RECORDS:
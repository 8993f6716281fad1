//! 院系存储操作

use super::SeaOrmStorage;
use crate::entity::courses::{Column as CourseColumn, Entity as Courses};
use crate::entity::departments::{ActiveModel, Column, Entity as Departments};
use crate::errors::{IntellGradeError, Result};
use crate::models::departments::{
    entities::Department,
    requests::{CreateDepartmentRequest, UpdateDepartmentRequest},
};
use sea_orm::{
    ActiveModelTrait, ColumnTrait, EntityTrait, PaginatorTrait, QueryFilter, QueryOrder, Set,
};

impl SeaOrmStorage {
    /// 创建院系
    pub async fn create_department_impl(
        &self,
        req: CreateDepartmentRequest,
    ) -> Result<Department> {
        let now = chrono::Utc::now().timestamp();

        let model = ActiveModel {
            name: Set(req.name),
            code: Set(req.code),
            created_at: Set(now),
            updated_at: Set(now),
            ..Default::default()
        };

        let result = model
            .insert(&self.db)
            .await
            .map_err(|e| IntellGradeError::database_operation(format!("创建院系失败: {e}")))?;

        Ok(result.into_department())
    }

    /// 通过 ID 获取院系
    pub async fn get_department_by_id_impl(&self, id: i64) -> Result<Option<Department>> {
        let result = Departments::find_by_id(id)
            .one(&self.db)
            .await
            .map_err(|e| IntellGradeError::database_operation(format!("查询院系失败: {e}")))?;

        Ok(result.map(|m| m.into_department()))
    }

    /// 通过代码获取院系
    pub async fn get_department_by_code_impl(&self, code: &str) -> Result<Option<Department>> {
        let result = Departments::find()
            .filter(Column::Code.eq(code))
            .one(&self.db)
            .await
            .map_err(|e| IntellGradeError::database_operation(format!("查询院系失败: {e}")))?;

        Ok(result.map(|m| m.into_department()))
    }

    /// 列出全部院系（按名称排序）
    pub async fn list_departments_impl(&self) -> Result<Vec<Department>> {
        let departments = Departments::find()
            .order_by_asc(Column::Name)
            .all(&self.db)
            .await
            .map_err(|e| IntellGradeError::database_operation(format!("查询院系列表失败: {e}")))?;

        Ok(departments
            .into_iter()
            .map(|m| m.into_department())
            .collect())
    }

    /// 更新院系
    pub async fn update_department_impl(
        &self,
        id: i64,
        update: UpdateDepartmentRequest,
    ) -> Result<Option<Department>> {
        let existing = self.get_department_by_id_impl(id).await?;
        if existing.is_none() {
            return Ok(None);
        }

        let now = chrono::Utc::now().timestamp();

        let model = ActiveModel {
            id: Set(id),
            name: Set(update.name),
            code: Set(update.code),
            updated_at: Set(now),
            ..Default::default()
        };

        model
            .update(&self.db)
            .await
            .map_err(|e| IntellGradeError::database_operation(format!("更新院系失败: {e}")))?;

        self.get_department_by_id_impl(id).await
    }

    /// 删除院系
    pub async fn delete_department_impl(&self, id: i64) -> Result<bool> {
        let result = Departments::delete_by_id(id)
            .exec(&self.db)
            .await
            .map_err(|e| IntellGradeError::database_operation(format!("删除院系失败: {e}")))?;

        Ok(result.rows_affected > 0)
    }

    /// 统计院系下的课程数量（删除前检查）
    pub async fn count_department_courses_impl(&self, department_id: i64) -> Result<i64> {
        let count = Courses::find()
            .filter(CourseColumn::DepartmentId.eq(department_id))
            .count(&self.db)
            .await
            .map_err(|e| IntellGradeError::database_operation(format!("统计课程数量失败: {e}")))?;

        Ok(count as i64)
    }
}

--

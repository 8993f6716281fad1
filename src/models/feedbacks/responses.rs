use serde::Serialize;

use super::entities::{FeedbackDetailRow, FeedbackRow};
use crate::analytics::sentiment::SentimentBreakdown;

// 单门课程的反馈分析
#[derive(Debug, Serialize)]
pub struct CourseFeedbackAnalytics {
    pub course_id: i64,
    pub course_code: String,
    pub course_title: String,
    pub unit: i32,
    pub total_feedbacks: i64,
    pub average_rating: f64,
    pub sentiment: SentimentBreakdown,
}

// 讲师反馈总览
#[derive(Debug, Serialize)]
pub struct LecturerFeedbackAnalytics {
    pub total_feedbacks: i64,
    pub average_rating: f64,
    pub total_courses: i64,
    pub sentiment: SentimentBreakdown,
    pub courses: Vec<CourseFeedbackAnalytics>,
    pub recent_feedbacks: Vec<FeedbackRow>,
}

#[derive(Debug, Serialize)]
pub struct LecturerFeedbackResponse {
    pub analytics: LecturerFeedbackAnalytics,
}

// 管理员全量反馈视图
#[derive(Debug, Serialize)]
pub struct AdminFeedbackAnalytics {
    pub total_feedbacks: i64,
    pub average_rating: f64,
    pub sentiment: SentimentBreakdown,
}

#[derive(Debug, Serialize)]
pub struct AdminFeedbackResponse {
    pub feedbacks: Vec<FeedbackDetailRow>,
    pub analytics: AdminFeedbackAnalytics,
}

* * *

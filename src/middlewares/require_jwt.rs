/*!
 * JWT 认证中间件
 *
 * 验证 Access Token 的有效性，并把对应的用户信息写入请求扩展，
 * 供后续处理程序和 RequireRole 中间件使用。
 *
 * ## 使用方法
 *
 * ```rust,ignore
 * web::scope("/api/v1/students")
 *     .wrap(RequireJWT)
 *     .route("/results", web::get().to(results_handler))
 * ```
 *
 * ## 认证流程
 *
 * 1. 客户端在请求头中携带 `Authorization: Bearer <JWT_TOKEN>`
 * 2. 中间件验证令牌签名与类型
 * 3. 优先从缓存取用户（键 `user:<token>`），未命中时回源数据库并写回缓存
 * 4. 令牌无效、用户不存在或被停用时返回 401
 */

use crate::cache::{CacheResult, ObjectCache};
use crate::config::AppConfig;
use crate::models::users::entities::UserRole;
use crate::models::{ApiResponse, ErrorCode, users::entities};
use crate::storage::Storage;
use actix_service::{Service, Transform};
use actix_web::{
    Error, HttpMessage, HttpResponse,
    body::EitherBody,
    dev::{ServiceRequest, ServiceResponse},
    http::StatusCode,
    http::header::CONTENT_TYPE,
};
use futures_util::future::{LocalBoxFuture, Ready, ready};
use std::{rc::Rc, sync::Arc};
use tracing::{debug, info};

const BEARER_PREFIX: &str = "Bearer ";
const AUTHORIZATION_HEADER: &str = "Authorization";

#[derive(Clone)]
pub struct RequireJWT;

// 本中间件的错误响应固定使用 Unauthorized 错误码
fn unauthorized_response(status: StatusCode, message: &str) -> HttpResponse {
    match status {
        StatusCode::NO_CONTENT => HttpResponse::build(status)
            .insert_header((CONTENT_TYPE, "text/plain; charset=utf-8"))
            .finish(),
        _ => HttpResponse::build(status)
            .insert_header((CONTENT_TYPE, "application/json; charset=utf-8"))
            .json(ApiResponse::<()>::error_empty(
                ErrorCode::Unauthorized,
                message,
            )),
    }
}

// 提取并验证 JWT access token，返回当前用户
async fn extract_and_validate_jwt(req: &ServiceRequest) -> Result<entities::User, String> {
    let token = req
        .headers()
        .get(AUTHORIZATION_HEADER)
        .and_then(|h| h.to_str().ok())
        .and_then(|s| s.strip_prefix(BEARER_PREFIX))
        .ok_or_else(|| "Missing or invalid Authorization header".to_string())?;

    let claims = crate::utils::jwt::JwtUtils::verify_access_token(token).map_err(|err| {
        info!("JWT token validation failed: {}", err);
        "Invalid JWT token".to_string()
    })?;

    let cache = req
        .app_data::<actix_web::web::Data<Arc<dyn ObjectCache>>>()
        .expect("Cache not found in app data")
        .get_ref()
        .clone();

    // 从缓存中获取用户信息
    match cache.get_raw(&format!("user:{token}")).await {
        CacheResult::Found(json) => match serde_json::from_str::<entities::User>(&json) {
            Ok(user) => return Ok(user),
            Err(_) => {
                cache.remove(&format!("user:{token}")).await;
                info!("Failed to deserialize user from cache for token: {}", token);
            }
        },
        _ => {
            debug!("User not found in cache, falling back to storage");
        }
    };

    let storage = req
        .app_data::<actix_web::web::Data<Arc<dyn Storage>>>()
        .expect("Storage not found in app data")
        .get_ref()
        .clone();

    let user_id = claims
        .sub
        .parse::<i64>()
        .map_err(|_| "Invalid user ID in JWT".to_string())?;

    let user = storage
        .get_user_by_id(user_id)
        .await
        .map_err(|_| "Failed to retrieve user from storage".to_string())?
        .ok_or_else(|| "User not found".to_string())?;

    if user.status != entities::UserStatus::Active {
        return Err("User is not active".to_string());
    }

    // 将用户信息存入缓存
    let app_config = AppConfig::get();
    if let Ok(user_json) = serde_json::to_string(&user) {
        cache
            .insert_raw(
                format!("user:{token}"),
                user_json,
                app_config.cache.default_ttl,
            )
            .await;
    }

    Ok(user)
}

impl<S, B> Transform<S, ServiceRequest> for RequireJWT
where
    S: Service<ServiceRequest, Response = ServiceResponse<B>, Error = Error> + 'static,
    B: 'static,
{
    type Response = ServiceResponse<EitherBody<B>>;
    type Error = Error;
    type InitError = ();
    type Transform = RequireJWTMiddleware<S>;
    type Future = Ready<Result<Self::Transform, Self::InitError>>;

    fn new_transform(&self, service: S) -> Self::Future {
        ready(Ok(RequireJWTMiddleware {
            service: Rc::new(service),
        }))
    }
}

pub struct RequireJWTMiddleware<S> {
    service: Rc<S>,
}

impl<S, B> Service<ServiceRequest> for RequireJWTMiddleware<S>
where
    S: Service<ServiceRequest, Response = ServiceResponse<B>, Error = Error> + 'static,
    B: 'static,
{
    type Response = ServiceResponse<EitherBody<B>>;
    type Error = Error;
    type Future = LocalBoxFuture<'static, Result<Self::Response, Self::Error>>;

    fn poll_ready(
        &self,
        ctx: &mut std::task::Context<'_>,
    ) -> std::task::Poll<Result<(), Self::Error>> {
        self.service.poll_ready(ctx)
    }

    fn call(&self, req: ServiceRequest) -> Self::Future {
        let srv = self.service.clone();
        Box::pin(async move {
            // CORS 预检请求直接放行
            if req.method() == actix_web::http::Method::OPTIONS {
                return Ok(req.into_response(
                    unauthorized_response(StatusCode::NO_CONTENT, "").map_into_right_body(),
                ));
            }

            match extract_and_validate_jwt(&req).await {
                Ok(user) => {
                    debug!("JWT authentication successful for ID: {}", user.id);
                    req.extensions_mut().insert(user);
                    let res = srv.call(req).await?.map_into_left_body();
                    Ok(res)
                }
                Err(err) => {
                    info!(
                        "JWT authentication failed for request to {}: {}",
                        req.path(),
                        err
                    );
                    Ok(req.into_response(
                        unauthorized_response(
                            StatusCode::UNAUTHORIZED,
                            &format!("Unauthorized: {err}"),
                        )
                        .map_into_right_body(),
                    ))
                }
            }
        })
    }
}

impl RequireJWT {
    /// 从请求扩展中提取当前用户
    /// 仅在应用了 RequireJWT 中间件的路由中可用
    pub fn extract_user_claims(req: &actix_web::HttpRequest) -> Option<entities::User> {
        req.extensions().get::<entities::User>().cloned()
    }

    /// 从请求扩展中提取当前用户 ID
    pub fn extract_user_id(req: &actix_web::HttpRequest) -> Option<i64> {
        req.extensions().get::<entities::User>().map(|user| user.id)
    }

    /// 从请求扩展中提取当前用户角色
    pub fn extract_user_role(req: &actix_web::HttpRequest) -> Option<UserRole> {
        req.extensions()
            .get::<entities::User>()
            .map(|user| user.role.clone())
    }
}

EXERCISE BRIEF:
Looking at the records above, how many lines have the word "AppConfig" in them? State the number only.

EXERCISE SOLUTION:
2